JOHNSON: Blue Grass Chemical Activity commander Rodney McCutcheon greeted media at a bus tour to see how they'll be destroyed. Mustard agent will be placed in a detonation chamber. But it's not an explosive process. High heat renders the munitions tame. A neutralization process, followed by a second high-pressure cleaning will be used on the more lethal nerve agent. Two workers donned inflatable suits with gas masks to show how they'll prepare to enter the nerve agent transfer area. At a storage site, Jerry Reeves with the Chemical Activity crew says weapons will be monitored even before they are moved.

JERRY REEVES: These things are old. And moving them around - in the event it causes vapor emissions, we would know it here. We can get the stuff back inside and take care of it there.

JOHNSON: It cost $5 billion for the massive complex needed to destroy the weapons. It will employ more than 1,200 people. Site project manager Jeff Brubaker says intense training is a priority.

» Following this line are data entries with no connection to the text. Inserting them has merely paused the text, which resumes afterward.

use reqwest::blocking::{Client, RequestBuilder};
use serde::de::DeserializeOwned;
use std::time::Duration;
use url::Url;

use super::{ApiError, InvitationBackend};
use crate::analytics::PageView;
use crate::features::FeatureFlags;
use crate::models::plan::PlanTier;
use crate::models::profile::Profile;
use crate::models::rsvp::{ReactionForm, RsvpForm, WishForm};
use crate::themes::Theme;

/// Blocking JSON client for the profile API. Never retries.
pub struct ApiClient {
    http: Client,
    base_url: Url,
    token: Option<String>,
}

impl ApiClient {
    pub fn new(base_url: &str, timeout: Duration, token: Option<String>) -> Result<Self, ApiError> {
        let base_url = Url::parse(base_url)
            .map_err(|e| ApiError::Unexpected(format!("invalid API base URL {}: {}", base_url, e)))?;
        if base_url.cannot_be_a_base() {
            return Err(ApiError::Unexpected(format!(
                "API base URL cannot take paths: {}",
                base_url
            )));
        }

        let http = Client::builder()
            .timeout(timeout)
            .build()
            .map_err(|e| ApiError::Unexpected(format!("HTTP client error: {}", e)))?;

        Ok(ApiClient {
            http,
            base_url,
            token,
        })
    }

    /// `base_url` + percent-encoded path segments.
    fn endpoint(&self, segments: &[&str]) -> Url {
        let mut url = self.base_url.clone();
        if let Ok(mut path) = url.path_segments_mut() {
            path.pop_if_empty().extend(segments);
        }
        url
    }

    /// Attach the caller's bearer token, or the configured one.
    fn authorized(&self, req: RequestBuilder, token: Option<&str>) -> RequestBuilder {
        match token.or(self.token.as_deref()) {
            Some(t) if !t.is_empty() => req.bearer_auth(t),
            _ => req,
        }
    }

    fn send_json<T: DeserializeOwned>(&self, req: RequestBuilder) -> Result<T, ApiError> {
        let resp = req
            .send()
            .map_err(|e| ApiError::Unexpected(format!("request failed: {}", e)))?;

        let status = resp.status();
        if !status.is_success() {
            let body = resp.text().unwrap_or_default();
            return Err(ApiError::from_status(status.as_u16(), &body));
        }

        resp.json::<T>()
            .map_err(|e| ApiError::Unexpected(format!("invalid JSON from API: {}", e)))
    }

    fn send_empty(&self, req: RequestBuilder) -> Result<(), ApiError> {
        let resp = req
            .send()
            .map_err(|e| ApiError::Unexpected(format!("request failed: {}", e)))?;

        let status = resp.status();
        if !status.is_success() {
            let body = resp.text().unwrap_or_default();
            return Err(ApiError::from_status(status.as_u16(), &body));
        }
        Ok(())
    }
}

impl InvitationBackend for ApiClient {
    fn fetch_profile(&self, profile_id: &str) -> Result<Profile, ApiError> {
        let url = self.endpoint(&["profiles", profile_id]);
        self.send_json(self.http.get(url))
    }

    fn fetch_features(&self, profile_id: &str) -> Result<FeatureFlags, ApiError> {
        let url = self.endpoint(&["profiles", profile_id, "features"]);
        self.send_json(self.http.get(url))
    }

    fn fetch_themes(&self, plan: PlanTier) -> Result<Vec<Theme>, ApiError> {
        let url = self.endpoint(&["themes"]);
        self.send_json(self.http.get(url).query(&[("plan_type", plan.as_str())]))
    }

    fn create_profile(&self, profile: &Profile, token: Option<&str>) -> Result<Profile, ApiError> {
        let url = self.endpoint(&["profiles"]);
        let req = self.authorized(self.http.post(url).json(profile), token);
        self.send_json(req)
    }

    fn update_profile(
        &self,
        profile_id: &str,
        profile: &Profile,
        token: Option<&str>,
    ) -> Result<Profile, ApiError> {
        let url = self.endpoint(&["profiles", profile_id]);
        let req = self.authorized(self.http.put(url).json(profile), token);
        self.send_json(req)
    }

    fn delete_profile(&self, profile_id: &str, hard: bool, token: Option<&str>) -> Result<(), ApiError> {
        let url = self.endpoint(&["profiles", profile_id]);
        let hard = if hard { "true" } else { "false" };
        let req = self.authorized(self.http.delete(url).query(&[("hard", hard)]), token);
        self.send_empty(req)
    }

    fn submit_rsvp(&self, profile_id: &str, form: &RsvpForm) -> Result<(), ApiError> {
        let url = self.endpoint(&["profiles", profile_id, "rsvp"]);
        self.send_empty(self.http.post(url).json(form))
    }

    fn submit_wish(&self, profile_id: &str, form: &WishForm) -> Result<(), ApiError> {
        let url = self.endpoint(&["profiles", profile_id, "wishes"]);
        self.send_empty(self.http.post(url).json(form))
    }

    fn send_reaction(
        &self,
        profile_id: &str,
        event_id: &str,
        form: &ReactionForm,
    ) -> Result<(), ApiError> {
        let url = self.endpoint(&["profiles", profile_id, "events", event_id, "reactions"]);
        self.send_empty(self.http.post(url).json(form))
    }

    fn track_view(&self, view: &PageView) -> Result<(), ApiError> {
        let url = self.endpoint(&["profiles", view.profile_id.as_str(), "analytics", "view"]);
        self.send_empty(self.http.post(url).json(view))
    }
}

JEFF BRUBAKER: Completion of operator training and certification. There will be daily emergency response drills that will be performed. At the end of April, we'll perform a two-week integrated operation demonstration.

JOHNSON: An international treaty requires disposal of chemical munitions. Brubaker says up to six treaty representatives will be onsite throughout the process. The Army first proposed disposing of these chemical weapons in 1984, but it wanted to burn them. That was met by vocal opposition from local citizens. Some 90,000 people live in the central Kentucky county. Over time, neutralization was determined to be the best option. Craig Williams, who co-chairs a citizen's advisory board, says he's excited to finally be at what he called the eve of getting rid of the weapons.

CRAIG WILLIAMS: We've moved from a period of controversy and antagonism to a period of cooperation and transparency between the community and the military.

TIFFANY JUSTICE: That is cool (laughter).

ARIA: Hi. Hi.

JOHNSON: At a nearby park, Richmond resident Tiffany Justice and her 11-month-old daughter Aria spend time in the playground. She says she's glad the munitions are going to be gone in a few years.

JUSTICE: It's a very family-oriented area. So I think not having to worry about that is very nice.

JOHNSON: Destruction begins this June. The entire stockpile is scheduled to be eliminated by the end of 2023, at which point the U.S. will no longer have any stored chemical weapons. For NPR News, I'm Stu Johnson in Richmond, Ky.

[EDITOR'S NOTE on April 8: Because of a technical glitch, the audio in an earlier version of this report played at a slightly faster speed than it should have. That problem has been fixed.]